■ INSTRUCTIONS TO FOLLOW
Within these entries, which lines include the string "AlreadyHeld"? Copy each one.

■ DATA TO PROCESS
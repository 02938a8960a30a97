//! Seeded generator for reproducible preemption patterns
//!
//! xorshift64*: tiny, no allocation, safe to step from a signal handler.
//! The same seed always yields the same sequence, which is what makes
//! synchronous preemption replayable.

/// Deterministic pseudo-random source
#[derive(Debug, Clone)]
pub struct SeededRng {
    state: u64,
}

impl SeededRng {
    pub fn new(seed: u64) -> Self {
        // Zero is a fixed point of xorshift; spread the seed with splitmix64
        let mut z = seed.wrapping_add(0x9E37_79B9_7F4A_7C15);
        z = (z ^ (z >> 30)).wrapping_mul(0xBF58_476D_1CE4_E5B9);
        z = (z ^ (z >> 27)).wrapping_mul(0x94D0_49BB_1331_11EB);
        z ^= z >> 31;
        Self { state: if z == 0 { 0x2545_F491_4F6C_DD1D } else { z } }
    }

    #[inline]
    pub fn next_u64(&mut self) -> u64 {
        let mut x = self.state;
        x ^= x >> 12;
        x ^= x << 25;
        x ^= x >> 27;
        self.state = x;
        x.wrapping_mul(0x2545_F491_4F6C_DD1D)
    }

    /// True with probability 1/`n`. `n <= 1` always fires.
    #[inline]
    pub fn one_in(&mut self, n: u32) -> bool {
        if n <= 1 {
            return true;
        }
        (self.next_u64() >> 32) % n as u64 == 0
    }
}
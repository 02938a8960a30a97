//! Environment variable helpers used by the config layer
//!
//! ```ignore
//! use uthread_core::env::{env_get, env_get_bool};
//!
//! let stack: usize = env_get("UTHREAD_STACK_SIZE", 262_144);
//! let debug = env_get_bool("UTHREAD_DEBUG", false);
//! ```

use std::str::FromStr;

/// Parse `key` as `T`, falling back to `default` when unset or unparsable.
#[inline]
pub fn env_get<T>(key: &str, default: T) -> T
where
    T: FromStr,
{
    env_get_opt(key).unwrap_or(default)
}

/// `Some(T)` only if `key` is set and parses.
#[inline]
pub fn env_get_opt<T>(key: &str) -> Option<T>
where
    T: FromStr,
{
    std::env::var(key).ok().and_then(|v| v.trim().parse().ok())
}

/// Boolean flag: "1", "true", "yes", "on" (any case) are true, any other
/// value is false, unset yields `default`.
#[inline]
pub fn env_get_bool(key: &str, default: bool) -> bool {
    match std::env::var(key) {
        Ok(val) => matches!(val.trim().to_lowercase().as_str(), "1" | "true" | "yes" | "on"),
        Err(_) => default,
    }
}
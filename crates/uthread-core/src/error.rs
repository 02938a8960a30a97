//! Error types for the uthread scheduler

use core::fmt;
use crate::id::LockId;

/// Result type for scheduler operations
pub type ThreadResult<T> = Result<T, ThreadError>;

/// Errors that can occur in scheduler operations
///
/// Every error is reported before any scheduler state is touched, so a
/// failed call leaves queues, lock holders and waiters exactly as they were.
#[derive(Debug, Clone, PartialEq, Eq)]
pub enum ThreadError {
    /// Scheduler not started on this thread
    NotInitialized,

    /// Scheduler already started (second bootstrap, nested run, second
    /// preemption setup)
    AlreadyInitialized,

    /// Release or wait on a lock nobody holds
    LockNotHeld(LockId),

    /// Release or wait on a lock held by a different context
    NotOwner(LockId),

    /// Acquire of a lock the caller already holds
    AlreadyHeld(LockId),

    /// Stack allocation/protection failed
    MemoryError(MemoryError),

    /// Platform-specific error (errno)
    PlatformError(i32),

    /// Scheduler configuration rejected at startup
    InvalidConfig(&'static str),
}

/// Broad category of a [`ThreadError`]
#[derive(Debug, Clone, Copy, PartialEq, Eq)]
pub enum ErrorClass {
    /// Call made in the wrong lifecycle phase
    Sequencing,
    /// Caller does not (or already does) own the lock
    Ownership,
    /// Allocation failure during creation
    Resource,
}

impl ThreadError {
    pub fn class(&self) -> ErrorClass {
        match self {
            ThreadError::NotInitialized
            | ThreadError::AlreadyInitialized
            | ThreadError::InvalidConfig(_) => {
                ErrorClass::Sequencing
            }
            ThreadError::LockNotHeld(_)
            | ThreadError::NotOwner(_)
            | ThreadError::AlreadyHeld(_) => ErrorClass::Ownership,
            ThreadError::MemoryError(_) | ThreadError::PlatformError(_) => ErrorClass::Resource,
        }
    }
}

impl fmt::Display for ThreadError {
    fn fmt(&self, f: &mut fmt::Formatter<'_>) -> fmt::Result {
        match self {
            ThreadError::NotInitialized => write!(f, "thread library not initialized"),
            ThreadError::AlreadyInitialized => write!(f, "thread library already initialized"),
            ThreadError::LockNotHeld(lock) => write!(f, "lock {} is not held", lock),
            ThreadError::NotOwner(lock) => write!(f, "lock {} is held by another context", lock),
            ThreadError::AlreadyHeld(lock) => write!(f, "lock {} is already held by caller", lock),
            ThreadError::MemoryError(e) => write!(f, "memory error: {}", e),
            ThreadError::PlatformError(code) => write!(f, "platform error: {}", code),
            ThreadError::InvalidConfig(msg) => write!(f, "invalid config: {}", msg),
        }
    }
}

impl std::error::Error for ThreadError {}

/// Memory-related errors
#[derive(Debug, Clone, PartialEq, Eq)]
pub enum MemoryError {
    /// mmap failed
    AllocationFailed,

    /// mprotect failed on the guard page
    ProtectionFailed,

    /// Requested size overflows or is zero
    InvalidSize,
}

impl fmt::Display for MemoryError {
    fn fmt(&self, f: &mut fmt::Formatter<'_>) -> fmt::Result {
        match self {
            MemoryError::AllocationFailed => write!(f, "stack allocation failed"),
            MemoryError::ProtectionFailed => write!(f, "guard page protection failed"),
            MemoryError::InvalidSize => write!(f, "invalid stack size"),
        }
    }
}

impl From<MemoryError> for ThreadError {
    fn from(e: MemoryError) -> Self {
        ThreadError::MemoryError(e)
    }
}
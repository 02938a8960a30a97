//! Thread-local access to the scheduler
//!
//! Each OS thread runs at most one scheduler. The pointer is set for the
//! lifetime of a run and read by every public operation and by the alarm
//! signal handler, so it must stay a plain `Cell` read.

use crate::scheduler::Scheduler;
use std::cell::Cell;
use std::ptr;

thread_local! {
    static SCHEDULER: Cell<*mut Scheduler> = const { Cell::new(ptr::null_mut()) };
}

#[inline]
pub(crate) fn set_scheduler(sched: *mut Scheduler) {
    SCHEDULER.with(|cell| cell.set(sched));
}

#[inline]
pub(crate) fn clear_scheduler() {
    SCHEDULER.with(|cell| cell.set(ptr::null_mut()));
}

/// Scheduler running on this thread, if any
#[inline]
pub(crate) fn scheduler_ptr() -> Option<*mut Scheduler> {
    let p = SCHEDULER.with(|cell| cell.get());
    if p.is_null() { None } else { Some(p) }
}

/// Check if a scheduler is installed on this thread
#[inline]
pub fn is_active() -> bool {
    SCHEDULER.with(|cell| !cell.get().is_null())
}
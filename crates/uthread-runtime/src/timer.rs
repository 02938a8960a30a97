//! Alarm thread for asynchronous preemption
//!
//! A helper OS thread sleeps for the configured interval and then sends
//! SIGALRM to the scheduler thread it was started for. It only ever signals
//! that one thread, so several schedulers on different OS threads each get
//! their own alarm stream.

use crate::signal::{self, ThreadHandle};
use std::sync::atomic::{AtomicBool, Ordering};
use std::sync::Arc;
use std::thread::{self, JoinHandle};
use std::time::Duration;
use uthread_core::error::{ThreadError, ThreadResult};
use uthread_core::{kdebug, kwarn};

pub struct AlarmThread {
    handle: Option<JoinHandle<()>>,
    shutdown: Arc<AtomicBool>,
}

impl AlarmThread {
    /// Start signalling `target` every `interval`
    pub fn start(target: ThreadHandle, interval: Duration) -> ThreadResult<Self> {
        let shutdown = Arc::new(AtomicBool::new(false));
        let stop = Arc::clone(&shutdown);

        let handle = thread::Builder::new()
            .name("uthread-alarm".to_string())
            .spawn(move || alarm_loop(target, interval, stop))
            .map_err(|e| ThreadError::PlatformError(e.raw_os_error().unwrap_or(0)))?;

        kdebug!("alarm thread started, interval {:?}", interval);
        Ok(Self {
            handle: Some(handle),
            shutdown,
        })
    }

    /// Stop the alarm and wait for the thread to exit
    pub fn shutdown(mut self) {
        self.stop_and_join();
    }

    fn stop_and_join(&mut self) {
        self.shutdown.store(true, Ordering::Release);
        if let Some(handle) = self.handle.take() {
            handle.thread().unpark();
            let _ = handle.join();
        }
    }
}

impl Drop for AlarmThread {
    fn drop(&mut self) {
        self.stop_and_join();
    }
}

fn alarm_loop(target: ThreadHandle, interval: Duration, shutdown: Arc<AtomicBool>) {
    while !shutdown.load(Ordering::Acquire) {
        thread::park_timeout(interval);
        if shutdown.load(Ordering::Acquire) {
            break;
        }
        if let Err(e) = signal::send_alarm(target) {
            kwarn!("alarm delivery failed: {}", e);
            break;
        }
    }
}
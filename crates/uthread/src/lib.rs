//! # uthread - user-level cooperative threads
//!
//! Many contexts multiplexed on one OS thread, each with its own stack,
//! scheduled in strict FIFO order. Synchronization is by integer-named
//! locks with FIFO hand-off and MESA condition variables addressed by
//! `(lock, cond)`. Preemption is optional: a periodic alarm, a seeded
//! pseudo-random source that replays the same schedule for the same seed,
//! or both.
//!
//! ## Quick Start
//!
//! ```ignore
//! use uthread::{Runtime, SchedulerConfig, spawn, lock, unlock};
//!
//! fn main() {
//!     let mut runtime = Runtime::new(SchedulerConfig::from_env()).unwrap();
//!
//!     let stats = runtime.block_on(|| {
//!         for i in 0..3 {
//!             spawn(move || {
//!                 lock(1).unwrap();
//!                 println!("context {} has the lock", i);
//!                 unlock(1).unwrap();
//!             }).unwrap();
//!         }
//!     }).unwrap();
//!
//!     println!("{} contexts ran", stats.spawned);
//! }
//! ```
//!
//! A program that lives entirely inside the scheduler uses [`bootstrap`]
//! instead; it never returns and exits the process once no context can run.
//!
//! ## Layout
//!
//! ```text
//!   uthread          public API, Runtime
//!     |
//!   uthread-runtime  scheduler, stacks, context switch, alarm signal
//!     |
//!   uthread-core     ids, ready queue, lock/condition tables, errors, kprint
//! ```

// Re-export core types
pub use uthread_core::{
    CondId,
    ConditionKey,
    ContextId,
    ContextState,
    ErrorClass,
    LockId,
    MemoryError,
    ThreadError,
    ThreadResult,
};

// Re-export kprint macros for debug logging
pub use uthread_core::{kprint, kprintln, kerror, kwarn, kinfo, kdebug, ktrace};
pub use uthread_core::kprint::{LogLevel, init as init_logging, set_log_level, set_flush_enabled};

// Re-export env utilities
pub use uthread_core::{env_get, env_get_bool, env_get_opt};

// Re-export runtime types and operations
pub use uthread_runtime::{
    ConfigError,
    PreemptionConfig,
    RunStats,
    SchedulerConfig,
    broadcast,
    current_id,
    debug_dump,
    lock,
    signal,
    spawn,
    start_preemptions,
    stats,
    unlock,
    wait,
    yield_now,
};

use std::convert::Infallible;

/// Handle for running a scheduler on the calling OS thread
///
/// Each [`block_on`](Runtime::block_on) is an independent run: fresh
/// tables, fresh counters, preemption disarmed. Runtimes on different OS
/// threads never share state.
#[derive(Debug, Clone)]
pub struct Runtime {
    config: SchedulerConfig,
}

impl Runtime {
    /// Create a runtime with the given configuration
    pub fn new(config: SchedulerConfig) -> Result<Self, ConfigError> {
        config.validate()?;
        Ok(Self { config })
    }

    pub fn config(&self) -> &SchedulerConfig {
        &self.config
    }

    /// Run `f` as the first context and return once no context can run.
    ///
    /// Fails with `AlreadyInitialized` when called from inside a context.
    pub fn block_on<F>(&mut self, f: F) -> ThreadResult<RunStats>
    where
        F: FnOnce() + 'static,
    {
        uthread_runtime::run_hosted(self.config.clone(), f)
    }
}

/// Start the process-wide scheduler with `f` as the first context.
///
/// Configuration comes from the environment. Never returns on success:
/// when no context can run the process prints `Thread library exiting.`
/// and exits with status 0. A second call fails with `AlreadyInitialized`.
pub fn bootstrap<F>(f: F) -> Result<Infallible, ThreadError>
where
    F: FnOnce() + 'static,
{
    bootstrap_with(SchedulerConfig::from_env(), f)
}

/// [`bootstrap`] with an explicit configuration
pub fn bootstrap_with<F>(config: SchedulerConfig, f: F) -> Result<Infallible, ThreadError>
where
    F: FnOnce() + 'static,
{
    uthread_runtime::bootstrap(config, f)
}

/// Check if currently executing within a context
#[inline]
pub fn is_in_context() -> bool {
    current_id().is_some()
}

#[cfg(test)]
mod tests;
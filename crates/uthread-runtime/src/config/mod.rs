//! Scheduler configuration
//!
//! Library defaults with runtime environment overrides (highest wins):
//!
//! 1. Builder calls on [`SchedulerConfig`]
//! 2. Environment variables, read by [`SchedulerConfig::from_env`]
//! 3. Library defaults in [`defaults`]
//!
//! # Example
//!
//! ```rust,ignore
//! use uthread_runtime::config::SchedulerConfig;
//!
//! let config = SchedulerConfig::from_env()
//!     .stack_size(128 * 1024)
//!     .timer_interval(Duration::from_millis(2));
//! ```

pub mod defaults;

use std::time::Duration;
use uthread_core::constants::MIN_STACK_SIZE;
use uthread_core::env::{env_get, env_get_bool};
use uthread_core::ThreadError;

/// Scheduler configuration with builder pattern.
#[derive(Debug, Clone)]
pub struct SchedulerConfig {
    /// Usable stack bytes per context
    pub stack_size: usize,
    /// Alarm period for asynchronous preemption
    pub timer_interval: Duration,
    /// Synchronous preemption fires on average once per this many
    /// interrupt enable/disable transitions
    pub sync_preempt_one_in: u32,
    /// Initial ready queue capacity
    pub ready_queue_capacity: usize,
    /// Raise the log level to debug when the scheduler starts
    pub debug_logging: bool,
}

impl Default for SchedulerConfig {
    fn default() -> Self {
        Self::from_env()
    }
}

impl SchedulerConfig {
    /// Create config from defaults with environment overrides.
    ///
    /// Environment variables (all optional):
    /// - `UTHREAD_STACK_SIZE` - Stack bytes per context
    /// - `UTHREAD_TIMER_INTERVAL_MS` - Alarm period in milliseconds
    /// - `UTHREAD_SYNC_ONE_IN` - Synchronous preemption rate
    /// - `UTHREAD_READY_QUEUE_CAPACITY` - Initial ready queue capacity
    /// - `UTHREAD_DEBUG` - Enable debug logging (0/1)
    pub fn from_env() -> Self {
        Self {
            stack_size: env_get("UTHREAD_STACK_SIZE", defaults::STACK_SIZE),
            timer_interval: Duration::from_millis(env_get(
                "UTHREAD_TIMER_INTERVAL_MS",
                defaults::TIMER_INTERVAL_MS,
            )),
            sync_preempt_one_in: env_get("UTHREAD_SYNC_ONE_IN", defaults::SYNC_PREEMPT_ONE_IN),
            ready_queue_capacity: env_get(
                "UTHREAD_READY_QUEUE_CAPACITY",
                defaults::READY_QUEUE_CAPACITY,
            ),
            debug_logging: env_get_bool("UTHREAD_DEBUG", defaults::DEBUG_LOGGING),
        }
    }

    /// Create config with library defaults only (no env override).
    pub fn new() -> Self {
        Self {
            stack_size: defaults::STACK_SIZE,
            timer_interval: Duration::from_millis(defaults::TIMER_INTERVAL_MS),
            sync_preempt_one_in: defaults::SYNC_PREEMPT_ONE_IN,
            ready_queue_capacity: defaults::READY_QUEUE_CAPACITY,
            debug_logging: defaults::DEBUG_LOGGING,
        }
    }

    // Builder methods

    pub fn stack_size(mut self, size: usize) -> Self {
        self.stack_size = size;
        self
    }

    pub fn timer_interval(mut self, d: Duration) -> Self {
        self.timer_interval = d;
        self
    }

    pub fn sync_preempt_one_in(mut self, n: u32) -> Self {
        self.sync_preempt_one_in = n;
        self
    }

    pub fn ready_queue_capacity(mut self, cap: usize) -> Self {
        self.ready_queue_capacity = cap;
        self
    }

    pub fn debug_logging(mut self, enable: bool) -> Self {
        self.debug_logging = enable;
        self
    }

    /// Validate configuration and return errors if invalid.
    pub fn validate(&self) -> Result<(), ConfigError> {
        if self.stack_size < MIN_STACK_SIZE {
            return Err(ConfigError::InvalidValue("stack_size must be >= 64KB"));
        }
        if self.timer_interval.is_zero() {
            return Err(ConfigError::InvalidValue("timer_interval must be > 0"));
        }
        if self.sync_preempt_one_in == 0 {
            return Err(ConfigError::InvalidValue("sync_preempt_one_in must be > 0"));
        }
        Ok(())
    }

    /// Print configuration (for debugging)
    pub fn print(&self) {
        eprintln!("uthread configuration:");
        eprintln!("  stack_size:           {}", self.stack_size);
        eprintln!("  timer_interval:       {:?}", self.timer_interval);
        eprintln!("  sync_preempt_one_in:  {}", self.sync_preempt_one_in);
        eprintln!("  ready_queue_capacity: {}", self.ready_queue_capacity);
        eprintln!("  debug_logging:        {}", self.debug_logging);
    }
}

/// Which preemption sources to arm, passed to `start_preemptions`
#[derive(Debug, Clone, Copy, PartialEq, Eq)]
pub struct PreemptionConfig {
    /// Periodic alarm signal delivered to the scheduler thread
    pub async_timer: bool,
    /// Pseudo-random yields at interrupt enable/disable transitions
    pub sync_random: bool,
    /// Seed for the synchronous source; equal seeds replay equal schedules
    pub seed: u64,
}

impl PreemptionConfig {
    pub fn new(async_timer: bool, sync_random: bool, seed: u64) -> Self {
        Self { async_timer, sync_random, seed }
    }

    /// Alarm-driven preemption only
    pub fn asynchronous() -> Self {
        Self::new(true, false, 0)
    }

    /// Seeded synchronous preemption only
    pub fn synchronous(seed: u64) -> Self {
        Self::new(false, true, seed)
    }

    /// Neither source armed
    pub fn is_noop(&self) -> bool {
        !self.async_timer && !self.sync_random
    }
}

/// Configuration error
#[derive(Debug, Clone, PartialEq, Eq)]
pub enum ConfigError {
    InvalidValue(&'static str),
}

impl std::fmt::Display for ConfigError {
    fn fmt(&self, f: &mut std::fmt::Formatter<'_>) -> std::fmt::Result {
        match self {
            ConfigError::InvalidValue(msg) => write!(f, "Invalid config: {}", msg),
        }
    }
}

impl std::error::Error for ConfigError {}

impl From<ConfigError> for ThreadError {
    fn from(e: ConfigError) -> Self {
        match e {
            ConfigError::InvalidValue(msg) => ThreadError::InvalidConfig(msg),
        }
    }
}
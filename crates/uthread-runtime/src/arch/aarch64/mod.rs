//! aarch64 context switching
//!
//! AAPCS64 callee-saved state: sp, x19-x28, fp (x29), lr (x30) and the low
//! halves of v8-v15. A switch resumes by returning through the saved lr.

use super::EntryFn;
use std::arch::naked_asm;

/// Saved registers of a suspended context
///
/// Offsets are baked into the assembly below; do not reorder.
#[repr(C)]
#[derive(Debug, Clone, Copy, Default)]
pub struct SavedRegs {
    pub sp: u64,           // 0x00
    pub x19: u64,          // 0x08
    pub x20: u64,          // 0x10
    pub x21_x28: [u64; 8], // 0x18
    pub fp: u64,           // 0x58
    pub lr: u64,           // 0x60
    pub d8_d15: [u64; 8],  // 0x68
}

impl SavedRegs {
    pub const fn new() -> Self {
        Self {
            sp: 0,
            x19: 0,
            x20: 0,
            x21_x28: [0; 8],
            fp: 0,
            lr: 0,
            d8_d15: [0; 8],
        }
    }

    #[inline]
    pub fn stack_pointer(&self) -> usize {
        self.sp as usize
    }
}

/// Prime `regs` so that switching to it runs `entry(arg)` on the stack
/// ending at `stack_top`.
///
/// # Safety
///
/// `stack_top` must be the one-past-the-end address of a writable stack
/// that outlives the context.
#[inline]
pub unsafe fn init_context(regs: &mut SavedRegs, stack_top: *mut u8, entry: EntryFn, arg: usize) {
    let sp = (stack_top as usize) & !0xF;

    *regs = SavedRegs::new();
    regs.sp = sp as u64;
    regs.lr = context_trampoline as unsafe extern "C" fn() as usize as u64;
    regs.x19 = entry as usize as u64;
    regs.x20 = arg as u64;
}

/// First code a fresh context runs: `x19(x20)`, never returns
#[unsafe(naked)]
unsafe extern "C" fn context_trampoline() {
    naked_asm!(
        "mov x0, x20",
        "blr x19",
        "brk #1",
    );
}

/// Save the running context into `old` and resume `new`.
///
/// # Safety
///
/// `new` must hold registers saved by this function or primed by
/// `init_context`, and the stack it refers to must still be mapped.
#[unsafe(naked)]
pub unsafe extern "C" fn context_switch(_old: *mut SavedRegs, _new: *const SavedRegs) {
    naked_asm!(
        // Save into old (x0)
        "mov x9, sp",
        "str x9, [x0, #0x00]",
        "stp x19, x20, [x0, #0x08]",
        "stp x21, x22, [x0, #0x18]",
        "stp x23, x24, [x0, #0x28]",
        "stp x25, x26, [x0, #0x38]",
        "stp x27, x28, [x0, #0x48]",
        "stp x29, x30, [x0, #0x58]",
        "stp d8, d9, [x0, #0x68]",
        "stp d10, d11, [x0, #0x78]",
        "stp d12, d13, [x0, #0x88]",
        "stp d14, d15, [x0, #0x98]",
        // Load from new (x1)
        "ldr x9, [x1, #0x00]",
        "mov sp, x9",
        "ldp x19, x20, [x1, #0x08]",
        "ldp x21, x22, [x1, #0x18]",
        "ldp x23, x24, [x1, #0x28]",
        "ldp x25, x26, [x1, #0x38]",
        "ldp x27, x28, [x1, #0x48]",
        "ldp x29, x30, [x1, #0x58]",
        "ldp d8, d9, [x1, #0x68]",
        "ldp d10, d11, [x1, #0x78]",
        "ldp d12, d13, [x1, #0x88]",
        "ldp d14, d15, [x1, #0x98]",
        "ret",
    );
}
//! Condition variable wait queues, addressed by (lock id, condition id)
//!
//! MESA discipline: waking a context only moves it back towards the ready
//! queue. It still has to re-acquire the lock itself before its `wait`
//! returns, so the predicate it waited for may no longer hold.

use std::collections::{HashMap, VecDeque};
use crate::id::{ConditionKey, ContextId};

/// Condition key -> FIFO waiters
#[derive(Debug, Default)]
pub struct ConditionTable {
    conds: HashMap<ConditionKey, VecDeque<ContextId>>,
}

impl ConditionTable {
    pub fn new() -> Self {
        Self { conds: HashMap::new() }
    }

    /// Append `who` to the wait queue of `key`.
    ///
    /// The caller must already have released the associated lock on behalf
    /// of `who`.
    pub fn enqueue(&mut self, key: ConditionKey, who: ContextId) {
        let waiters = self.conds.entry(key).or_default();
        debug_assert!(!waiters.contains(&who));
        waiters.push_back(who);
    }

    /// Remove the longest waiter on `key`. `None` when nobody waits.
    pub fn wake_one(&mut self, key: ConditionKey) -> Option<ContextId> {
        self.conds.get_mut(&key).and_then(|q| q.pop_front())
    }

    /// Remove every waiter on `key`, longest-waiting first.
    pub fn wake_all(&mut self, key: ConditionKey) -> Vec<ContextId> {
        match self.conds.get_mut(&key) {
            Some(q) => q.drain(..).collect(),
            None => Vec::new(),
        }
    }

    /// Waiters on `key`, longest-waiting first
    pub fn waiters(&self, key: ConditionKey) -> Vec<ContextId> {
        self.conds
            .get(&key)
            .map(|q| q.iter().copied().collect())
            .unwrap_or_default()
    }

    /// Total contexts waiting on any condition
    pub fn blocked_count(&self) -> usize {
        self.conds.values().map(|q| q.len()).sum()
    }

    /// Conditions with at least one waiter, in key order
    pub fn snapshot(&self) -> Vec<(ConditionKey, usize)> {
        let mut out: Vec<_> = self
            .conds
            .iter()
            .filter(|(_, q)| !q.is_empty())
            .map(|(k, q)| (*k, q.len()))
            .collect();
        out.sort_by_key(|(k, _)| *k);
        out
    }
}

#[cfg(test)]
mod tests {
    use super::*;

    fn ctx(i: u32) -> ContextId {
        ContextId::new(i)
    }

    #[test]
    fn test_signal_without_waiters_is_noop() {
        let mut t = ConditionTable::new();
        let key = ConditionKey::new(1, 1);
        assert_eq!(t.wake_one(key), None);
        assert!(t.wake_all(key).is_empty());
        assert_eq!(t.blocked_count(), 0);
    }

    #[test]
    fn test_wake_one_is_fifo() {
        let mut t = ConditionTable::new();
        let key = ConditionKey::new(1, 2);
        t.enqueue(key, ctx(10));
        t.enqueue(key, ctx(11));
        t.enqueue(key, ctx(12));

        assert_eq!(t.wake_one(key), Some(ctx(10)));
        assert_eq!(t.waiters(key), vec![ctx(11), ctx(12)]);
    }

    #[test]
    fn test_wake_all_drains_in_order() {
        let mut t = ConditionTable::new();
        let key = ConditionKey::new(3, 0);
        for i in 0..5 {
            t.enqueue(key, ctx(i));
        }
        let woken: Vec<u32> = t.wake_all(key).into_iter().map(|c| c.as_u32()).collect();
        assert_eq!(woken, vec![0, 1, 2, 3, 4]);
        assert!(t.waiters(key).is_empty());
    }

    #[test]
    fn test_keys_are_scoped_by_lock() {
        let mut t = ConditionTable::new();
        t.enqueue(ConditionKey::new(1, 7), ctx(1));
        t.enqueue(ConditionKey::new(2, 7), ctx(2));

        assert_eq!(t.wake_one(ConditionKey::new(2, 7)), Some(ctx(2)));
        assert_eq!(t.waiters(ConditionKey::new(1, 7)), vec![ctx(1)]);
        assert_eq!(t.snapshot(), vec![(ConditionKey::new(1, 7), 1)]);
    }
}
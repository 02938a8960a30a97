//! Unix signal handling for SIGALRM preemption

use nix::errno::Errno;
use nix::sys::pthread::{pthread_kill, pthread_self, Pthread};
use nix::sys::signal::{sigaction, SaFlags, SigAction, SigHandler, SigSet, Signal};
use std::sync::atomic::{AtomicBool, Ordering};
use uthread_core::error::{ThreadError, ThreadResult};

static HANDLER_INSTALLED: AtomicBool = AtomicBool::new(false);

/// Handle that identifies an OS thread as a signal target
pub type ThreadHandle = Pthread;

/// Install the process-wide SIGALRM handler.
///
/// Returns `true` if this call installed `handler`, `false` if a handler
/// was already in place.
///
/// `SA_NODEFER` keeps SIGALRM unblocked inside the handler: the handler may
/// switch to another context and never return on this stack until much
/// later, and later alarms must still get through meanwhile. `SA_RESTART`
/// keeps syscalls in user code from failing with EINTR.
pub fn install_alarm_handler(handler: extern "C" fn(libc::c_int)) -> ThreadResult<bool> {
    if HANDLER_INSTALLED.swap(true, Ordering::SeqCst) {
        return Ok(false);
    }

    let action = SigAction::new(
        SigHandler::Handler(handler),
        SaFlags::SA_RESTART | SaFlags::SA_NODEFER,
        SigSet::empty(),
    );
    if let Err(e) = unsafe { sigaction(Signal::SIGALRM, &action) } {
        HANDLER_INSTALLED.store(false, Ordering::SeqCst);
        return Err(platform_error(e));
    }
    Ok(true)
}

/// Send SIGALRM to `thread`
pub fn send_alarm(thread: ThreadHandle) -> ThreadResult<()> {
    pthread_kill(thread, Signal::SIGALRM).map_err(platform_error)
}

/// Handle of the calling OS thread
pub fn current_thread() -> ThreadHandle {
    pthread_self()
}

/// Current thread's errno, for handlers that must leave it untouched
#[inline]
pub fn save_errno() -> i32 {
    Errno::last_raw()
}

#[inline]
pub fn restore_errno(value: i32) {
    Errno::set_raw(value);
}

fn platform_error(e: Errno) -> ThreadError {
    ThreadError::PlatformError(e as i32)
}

■ ANSWER BOX
    AlreadyHeld(LockId),
            | ThreadError::AlreadyHeld(_) => ErrorClass::Ownership,
            ThreadError::AlreadyHeld(lock) => write!(f, "lock {} is already held by caller", lock),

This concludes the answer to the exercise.